One snowy night in Toronto famous actor Arthur Leander dies on stage whilst performing the role of a lifetime. That same evening a deadly virus touches down in North America. The world will never be the same again.

Twenty years later Kirsten, an actress in the Travelling Symphony, performs Shakespeare in the settlements that have grown up since the collapse. But then her newly hopeful world is threatened.

If civilization was lost, what would you preserve? And how far would you go to protect it?

Station Eleven by Emily St John Mandel is a different type of dystopian novel to those I have read previously. We jump around through time beginning on the night where a flu pandemic takes hold in America, moving forward up to twenty years after 99% of the world's human population has been wiped out, and moving back to well before the disaster primarily through the life of a Hollywood actor, Arthur, and his wives.
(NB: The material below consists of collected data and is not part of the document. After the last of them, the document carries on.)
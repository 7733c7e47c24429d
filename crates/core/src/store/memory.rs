//! In-memory reference store.

use dashmap::DashMap;

use payrun_shared::types::id::{ArchiveId, BatchId, PaymentId, WhtEntryId};

use crate::batch::types::{ArchivedPayment, Batch, BatchStatus, WhtReturnEntry};
use crate::payment::Payment;

use super::{ArchiveStore, BatchStore, PaymentStore, StoreError, WhtStore};

/// Concurrent in-memory document store implementing all four storage
/// traits. Used by tests and single-process deployments.
#[derive(Debug, Default)]
pub struct InMemoryStore {
    payments: DashMap<PaymentId, Payment>,
    batches: DashMap<BatchId, Batch>,
    archives: DashMap<ArchiveId, ArchivedPayment>,
    wht_entries: DashMap<WhtEntryId, WhtReturnEntry>,
}

impl InMemoryStore {
    /// Creates an empty store.
    #[must_use]
    pub fn new() -> Self {
        Self::default()
    }
}

impl PaymentStore for InMemoryStore {
    fn payment(&self, id: PaymentId) -> Result<Option<Payment>, StoreError> {
        Ok(self.payments.get(&id).map(|entry| entry.value().clone()))
    }

    fn insert_payment(&self, payment: Payment) -> Result<(), StoreError> {
        if self.payments.contains_key(&payment.id) {
            return Err(StoreError::DuplicateKey(payment.id.to_string()));
        }
        self.payments.insert(payment.id, payment);
        Ok(())
    }

    fn update_payment(&self, payment: Payment) -> Result<(), StoreError> {
        if !self.payments.contains_key(&payment.id) {
            return Err(StoreError::NotFound(payment.id.to_string()));
        }
        self.payments.insert(payment.id, payment);
        Ok(())
    }

    fn delete_payment(&self, id: PaymentId) -> Result<(), StoreError> {
        self.payments.remove(&id);
        Ok(())
    }
}

impl BatchStore for InMemoryStore {
    fn batch(&self, id: BatchId) -> Result<Option<Batch>, StoreError> {
        Ok(self.batches.get(&id).map(|entry| entry.value().clone()))
    }

    fn insert_batch(&self, batch: Batch) -> Result<(), StoreError> {
        if self.batches.contains_key(&batch.id) {
            return Err(StoreError::DuplicateKey(batch.id.to_string()));
        }
        self.batches.insert(batch.id, batch);
        Ok(())
    }

    fn update_batch(&self, batch: Batch) -> Result<(), StoreError> {
        if !self.batches.contains_key(&batch.id) {
            return Err(StoreError::NotFound(batch.id.to_string()));
        }
        self.batches.insert(batch.id, batch);
        Ok(())
    }

    fn delete_batch(&self, id: BatchId) -> Result<(), StoreError> {
        self.batches.remove(&id);
        Ok(())
    }

    fn recent_finalized(&self, limit: usize) -> Result<Vec<Batch>, StoreError> {
        let mut finalized: Vec<Batch> = self
            .batches
            .iter()
            .filter(|entry| entry.status == BatchStatus::Finalized)
            .map(|entry| entry.value().clone())
            .collect();
        finalized.sort_by(|a, b| b.created_at.cmp(&a.created_at));
        finalized.truncate(limit);
        Ok(finalized)
    }
}

impl ArchiveStore for InMemoryStore {
    fn insert_archive(&self, archive: ArchivedPayment) -> Result<(), StoreError> {
        self.archives.insert(archive.id, archive);
        Ok(())
    }

    fn archives_by_batch(&self, batch_id: BatchId) -> Result<Vec<ArchivedPayment>, StoreError> {
        Ok(self
            .archives
            .iter()
            .filter(|entry| entry.batch_id == batch_id)
            .map(|entry| entry.value().clone())
            .collect())
    }

    fn delete_archives_by_batch(&self, batch_id: BatchId) -> Result<usize, StoreError> {
        let matching: Vec<ArchiveId> = self
            .archives
            .iter()
            .filter(|entry| entry.batch_id == batch_id)
            .map(|entry| entry.id)
            .collect();
        for id in &matching {
            self.archives.remove(id);
        }
        Ok(matching.len())
    }
}

impl WhtStore for InMemoryStore {
    fn insert_wht(&self, entry: WhtReturnEntry) -> Result<(), StoreError> {
        self.wht_entries.insert(entry.id, entry);
        Ok(())
    }

    fn wht_by_batch(&self, batch_id: BatchId) -> Result<Vec<WhtReturnEntry>, StoreError> {
        Ok(self
            .wht_entries
            .iter()
            .filter(|entry| entry.batch_id == batch_id)
            .map(|entry| entry.value().clone())
            .collect())
    }

    fn delete_wht_by_batch(&self, batch_id: BatchId) -> Result<usize, StoreError> {
        let matching: Vec<WhtEntryId> = self
            .wht_entries
            .iter()
            .filter(|entry| entry.batch_id == batch_id)
            .map(|entry| entry.id)
            .collect();
        for id in &matching {
            self.wht_entries.remove(id);
        }
        Ok(matching.len())
    }
}

#[cfg(test)]
mod tests {
    use super::*;
    use chrono::Utc;
    use rust_decimal::Decimal;
    use rust_decimal_macros::dec;

    fn batch(status: BatchStatus) -> Batch {
        Batch {
            id: BatchId::new(),
            created_at: Utc::now(),
            payment_ids: vec![],
            total_amount: Decimal::ZERO,
            payment_count: 0,
            primary_vendor: "Vendor".to_string(),
            line_debits: vec![],
            sheet_name: "week-32".to_string(),
            status,
            undo: None,
        }
    }

    fn wht_entry(batch_id: BatchId) -> WhtReturnEntry {
        WhtReturnEntry {
            id: WhtEntryId::new(),
            batch_id,
            vendor: "Vendor".to_string(),
            base_amount: dec!(1000),
            rate: dec!(0.05),
            amount: dec!(50),
            filing_period: "2026-08".to_string(),
        }
    }

    #[test]
    fn test_duplicate_batch_insert_rejected() {
        let store = InMemoryStore::new();
        let b = batch(BatchStatus::Finalized);
        let id = b.id;
        store.insert_batch(b.clone()).unwrap();

        let duplicate = Batch { id, ..b };
        assert!(matches!(
            store.insert_batch(duplicate),
            Err(StoreError::DuplicateKey(_))
        ));
    }

    #[test]
    fn test_recent_finalized_orders_and_filters() {
        let store = InMemoryStore::new();
        for _ in 0..3 {
            store.insert_batch(batch(BatchStatus::Finalized)).unwrap();
        }
        store.insert_batch(batch(BatchStatus::Undone)).unwrap();

        let recent = store.recent_finalized(2).unwrap();
        assert_eq!(recent.len(), 2);
        assert!(recent[0].created_at >= recent[1].created_at);
        assert!(recent.iter().all(|b| b.status == BatchStatus::Finalized));
    }

    #[test]
    fn test_delete_wht_by_batch_counts() {
        let store = InMemoryStore::new();
        let batch_id = BatchId::new();
        let other_batch = BatchId::new();
        store.insert_wht(wht_entry(batch_id)).unwrap();
        store.insert_wht(wht_entry(batch_id)).unwrap();
        store.insert_wht(wht_entry(other_batch)).unwrap();

        assert_eq!(store.delete_wht_by_batch(batch_id).unwrap(), 2);
        // Second pass has nothing left to delete: still success.
        assert_eq!(store.delete_wht_by_batch(batch_id).unwrap(), 0);
        assert_eq!(store.wht_by_batch(other_batch).unwrap().len(), 1);
    }

    #[test]
    fn test_update_missing_payment_is_not_found() {
        use crate::calc::{PaymentMode, VatDecision};
        use crate::payment::PaymentStatus;
        use payrun_shared::types::id::BudgetLineId;
        use payrun_shared::types::money::Currency;

        let store = InMemoryStore::new();
        let payment = Payment {
            id: PaymentId::new(),
            vendor: "Vendor".to_string(),
            description: String::new(),
            procurement_type: "goods".to_string(),
            tax_type: "nhil".to_string(),
            vat_decision: VatDecision::No,
            currency: Currency::Ghs,
            fx_rate: Decimal::ONE,
            base_amount: dec!(100),
            budget_line_id: BudgetLineId::new(),
            department: "Admin".to_string(),
            payment_mode: PaymentMode::Cheque,
            partial_percent: None,
            status: PaymentStatus::Pending,
            batch_id: None,
            taxes: None,
            remaining_balance: Decimal::ZERO,
        };
        assert!(matches!(
            store.update_payment(payment),
            Err(StoreError::NotFound(_))
        ));
    }
}
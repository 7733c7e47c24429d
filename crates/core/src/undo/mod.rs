//! Compensating undo.
//!
//! Exactly reverses one finalized batch: credits back the recorded budget
//! debits, removes the tax-authority and archive sub-records, reverts the
//! originating payments, and flips the batch to `undone` with a receipt of
//! what the compensation actually did.

pub mod engine;
pub mod error;
pub mod types;


pub use engine::UndoEngine;
pub use error::UndoError;
pub use types::UndoOperation;
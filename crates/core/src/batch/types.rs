//! Batch domain types.

use chrono::{DateTime, Utc};
use rust_decimal::Decimal;
use serde::{Deserialize, Serialize};

use payrun_shared::types::id::{ActorId, ArchiveId, BatchId, BudgetLineId, PaymentId, WhtEntryId};

use crate::payment::Payment;
use crate::undo::UndoOperation;

/// Batch lifecycle status.
#[derive(Debug, Clone, Copy, PartialEq, Eq, Serialize, Deserialize)]
#[serde(rename_all = "lowercase")]
pub enum BatchStatus {
    /// Finalized and in effect.
    Finalized,
    /// Reversed by the undo engine.
    Undone,
}

impl BatchStatus {
    /// Returns the string representation of the status.
    #[must_use]
    pub fn as_str(&self) -> &'static str {
        match self {
            Self::Finalized => "finalized",
            Self::Undone => "undone",
        }
    }
}

impl std::fmt::Display for BatchStatus {
    fn fmt(&self, f: &mut std::fmt::Formatter<'_>) -> std::fmt::Result {
        write!(f, "{}", self.as_str())
    }
}

/// One budget line's aggregated debit within a batch, in the settlement
/// currency.
#[derive(Debug, Clone, Copy, PartialEq, Eq, Serialize, Deserialize)]
pub struct LineDebit {
    /// The debited line.
    pub budget_line_id: BudgetLineId,
    /// The aggregated amount debited from it.
    pub amount: Decimal,
}

/// The immutable, auditable record of one finalize event.
///
/// Created exactly once; the only in-place update normal operation performs
/// is the undo status flip with its attached receipt.
#[derive(Debug, Clone, Serialize, Deserialize)]
pub struct Batch {
    /// Caller-supplied identifier; the finalize idempotency key.
    pub id: BatchId,
    /// When the batch was finalized.
    pub created_at: DateTime<Utc>,
    /// Payments included, in finalize order.
    pub payment_ids: Vec<PaymentId>,
    /// Total debited across all lines, in the settlement currency.
    pub total_amount: Decimal,
    /// Number of payments included.
    pub payment_count: usize,
    /// Vendor shown for the batch in listings.
    pub primary_vendor: String,
    /// Per-line aggregated debits. Their sum equals `total_amount`.
    pub line_debits: Vec<LineDebit>,
    /// Source weekly sheet.
    pub sheet_name: String,
    /// Lifecycle status.
    pub status: BatchStatus,
    /// Receipt attached when the batch is undone.
    pub undo: Option<UndoOperation>,
}

impl Batch {
    /// Returns true if the batch may still be undone.
    #[must_use]
    pub fn can_undo(&self) -> bool {
        self.status == BatchStatus::Finalized
    }

    /// Sum of the per-line debits.
    #[must_use]
    pub fn debit_total(&self) -> Decimal {
        self.line_debits.iter().map(|d| d.amount).sum()
    }

    /// The withholding filing period this batch falls into.
    #[must_use]
    pub fn filing_period(&self) -> String {
        self.created_at.format("%Y-%m").to_string()
    }
}

/// Caller context for a finalize operation.
#[derive(Debug, Clone)]
pub struct FinalizeContext {
    /// The user performing the finalize.
    pub actor: ActorId,
    /// Name of the weekly sheet the payments came from.
    pub sheet_name: String,
}

/// Immutable archived copy of a payment as it was finalized.
///
/// Document generation reads these; they are deleted only by undo of the
/// same batch.
#[derive(Debug, Clone, Serialize, Deserialize)]
pub struct ArchivedPayment {
    /// Unique identifier.
    pub id: ArchiveId,
    /// The batch this copy belongs to.
    pub batch_id: BatchId,
    /// The payment exactly as finalized, tax snapshot included.
    pub payment: Payment,
    /// When the copy was archived.
    pub archived_at: DateTime<Utc>,
}

/// Withholding-tax return entry, one per payment with non-zero withholding.
#[derive(Debug, Clone, Serialize, Deserialize)]
pub struct WhtReturnEntry {
    /// Unique identifier.
    pub id: WhtEntryId,
    /// Back-reference to the batch.
    pub batch_id: BatchId,
    /// Vendor the tax was withheld from.
    pub vendor: String,
    /// Pre-tax base the withholding was computed on.
    pub base_amount: Decimal,
    /// Withholding rate applied.
    pub rate: Decimal,
    /// Amount withheld.
    pub amount: Decimal,
    /// Filing period (`YYYY-MM`).
    pub filing_period: String,
}

#[cfg(test)]
mod tests {
    use super::*;
    use chrono::TimeZone;
    use rust_decimal_macros::dec;

    fn batch() -> Batch {
        Batch {
            id: BatchId::new(),
            created_at: Utc.with_ymd_and_hms(2026, 8, 7, 10, 0, 0).unwrap(),
            payment_ids: vec![PaymentId::new()],
            total_amount: dec!(300),
            payment_count: 1,
            primary_vendor: "Vendor".to_string(),
            line_debits: vec![
                LineDebit {
                    budget_line_id: BudgetLineId::new(),
                    amount: dec!(100),
                },
                LineDebit {
                    budget_line_id: BudgetLineId::new(),
                    amount: dec!(200),
                },
            ],
            sheet_name: "week-32".to_string(),
            status: BatchStatus::Finalized,
            undo: None,
        }
    }

    #[test]
    fn test_debit_total() {
        assert_eq!(batch().debit_total(), dec!(300));
    }

    #[test]
    fn test_can_undo_only_finalized() {
        let mut b = batch();
        assert!(b.can_undo());
        b.status = BatchStatus::Undone;
        assert!(!b.can_undo());
    }

    #[test]
    fn test_filing_period() {
        assert_eq!(batch().filing_period(), "2026-08");
    }
}
//! Financial calculation engine.
//!
//! Pure, deterministic tax computation: withholding, levy, VAT, mobile-money
//! charge, and net payable, from a payment snapshot and a resolved rate set.
//! No I/O, no shared state.

pub mod engine;
pub mod types;

#[cfg(test)]
mod props;

pub use engine::{CalcEngine, CalcError};
pub use types::{PaymentMode, RateSet, TaxBreakdown, TaxInput, VatDecision};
I thoroughly enjoyed reading the chillingly realistic pandemic scenes describing the initial panics, blocked highways and overcrowded hospitals (and that aeroplane). The restarting timeline as civilisation begins to collapse was an effective device with elements such as the internet vanishing after so many days, electric lights going out forever, gasoline becoming unusable after Year Five - did you know that gasoline has a shelf life? The idea of survivors just walking and walking resonated particularly well as we see similar scenes right now of refugees escaping war in exactly the same way.

I was less impressed by pre-pandemic scenes, especially Arthur's pampered life and the time dedicated to describing the dystopian comics created by his first wife, Miranda. I understand their inclusion but didn't feel that they warranted so much attention. There is also excessive repetition in Station Eleven which got irritating in the latter half of the book and I felt that tighter editing could have been beneficial.


Search Lit Flits for more:
Books by Emily St John Mandel / Science fiction / Books from Canada

12 comments:

  1. I was always interested in reading the actual disaster part of this book but the others bits before the disaster sounded a bit slow and dull, so I've never read it.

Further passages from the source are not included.